Kids have fun tie-dyeing with Grandma Cares

Payap Presents offers unique political and social lectures

Kids have fun tie-dyeing with Grandma Cares

Grandma Cares, a local organization set up to help orphans and children who have been affected by HIV/AIDS, recently ran a tie-dying workshop for some of the kids. Between the ages of 10 and 15, the children hail from the San Sai and Doi Saket. The kids had a great time, tie dying t-shirts and other fabrics and were joined by volunteer Katie Frayler, a Payap University International Partnership for Service Learning and Leadership (IPSL) student and Hope Watcharaprecha, who has strived tirelessly to help the kids and grandparents in the Grandma Cares Program. For more information about Grandma Cares www.grandmacares.org.

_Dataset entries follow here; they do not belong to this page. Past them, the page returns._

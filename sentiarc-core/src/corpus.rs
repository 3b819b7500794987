//! Document collection.
//!
//! A corpus is an ordered list of titled documents. Texts live in an
//! [`Arena`]; the position of a document in the corpus is its [`DocId`].

use std::fs;
use std::path::Path;

use sentiarc_types::{DocId, Result, SentimentError, Token};
use tracing::{debug, info};

use crate::analyzer::LineTokenizer;
use crate::arena::Arena;

/// Titled documents stored back to back.
#[derive(Debug, Default)]
pub struct Corpus {
    texts: Arena,
    titles: Vec<String>,
}

impl Corpus {
    /// Creates an empty corpus.
    pub fn new() -> Self {
        Self::default()
    }

    /// Adds a document and returns its id.
    ///
    /// # Errors
    ///
    /// Returns `SentimentError::InvalidDocument` if the title is empty or
    /// already used, if the text contains NUL bytes (a binary file), or if
    /// the corpus would exceed 4 GiB.
    pub fn push(&mut self, title: &str, text: &str) -> Result<DocId> {
        let title = title.trim();
        if title.is_empty() {
            return Err(SentimentError::InvalidDocument {
                reason: "document title is empty".into(),
            });
        }
        if self.titles.iter().any(|t| t == title) {
            return Err(SentimentError::InvalidDocument {
                reason: format!("duplicate document title {title:?}"),
            });
        }
        if memchr::memchr(0, text.as_bytes()).is_some() {
            return Err(SentimentError::InvalidDocument {
                reason: format!("{title:?} contains NUL bytes"),
            });
        }

        let doc_id = self
            .texts
            .push(text)
            .ok_or_else(|| SentimentError::InvalidDocument {
                reason: format!("{title:?} does not fit in the corpus arena"),
            })?;
        self.titles.push(title.to_owned());
        debug!(doc_id, title, bytes = text.len(), "added document");
        Ok(doc_id)
    }

    /// Loads every `*.txt` file in `dir`, ordered by file name.
    ///
    /// The file stem becomes the document title.
    ///
    /// # Errors
    ///
    /// Propagates I/O errors and the validation errors of [`Corpus::push`].
    pub fn from_dir(dir: impl AsRef<Path>) -> Result<Self> {
        let dir = dir.as_ref();
        let mut paths: Vec<_> = fs::read_dir(dir)?
            .filter_map(|entry| entry.ok().map(|e| e.path()))
            .filter(|p| p.is_file() && p.extension().is_some_and(|ext| ext == "txt"))
            .collect();
        paths.sort();

        let mut corpus = Self::new();
        for path in &paths {
            let text = fs::read_to_string(path)?;
            let title = path
                .file_stem()
                .map(|s| s.to_string_lossy().into_owned())
                .unwrap_or_default();
            corpus.push(&title, &text)?;
        }

        info!(
            dir = %dir.display(),
            documents = corpus.len(),
            bytes = corpus.texts.total_bytes(),
            "loaded corpus"
        );
        Ok(corpus)
    }

    /// Number of documents.
    #[inline(always)]
    pub fn len(&self) -> usize {
        self.titles.len()
    }

    /// Returns `true` if the corpus has no documents.
    #[inline(always)]
    pub fn is_empty(&self) -> bool {
        self.titles.is_empty()
    }

    /// Title of a document.
    pub fn title(&self, doc_id: DocId) -> Option<&str> {
        self.titles.get(doc_id as usize).map(String::as_str)
    }

    /// Text of a document.
    pub fn text(&self, doc_id: DocId) -> Option<&str> {
        self.texts.get(doc_id)
    }

    /// Looks a document up by title.
    pub fn doc_id(&self, title: &str) -> Option<DocId> {
        self.titles
            .iter()
            .position(|t| t == title)
            .map(|i| i as DocId)
    }

    /// Iterates over `(doc_id, title, text)`.
    pub fn iter(&self) -> impl Iterator<Item = (DocId, &str, &str)> + '_ {
        self.texts
            .iter()
            .map(|(id, text)| (id, self.titles[id as usize].as_str(), text))
    }

    /// Tokenizes every document, in document order.
    pub fn tokens(&self, tokenizer: &LineTokenizer) -> Vec<Token> {
        let mut out = Vec::new();
        for (doc_id, _, text) in self.iter() {
            out.extend(tokenizer.tokenize_document(doc_id, text));
        }
        debug!(tokens = out.len(), "tokenized corpus");
        out
    }
}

Payap Presents offers unique political and social lectures

By Shana Kongmun

Payap University offers a series of political and social lectures under the umbrella of Payap Presents. Open to the public and announced on their website, these lectures are invaluable to those who wish to learn more about Thailand and its South East Asian neighbors.

Paul Chambers, Ph.D. (far right) is seen here after his lecture on civil and military relationships in Thailand at Payap University as part of their Payap Presents lecture series.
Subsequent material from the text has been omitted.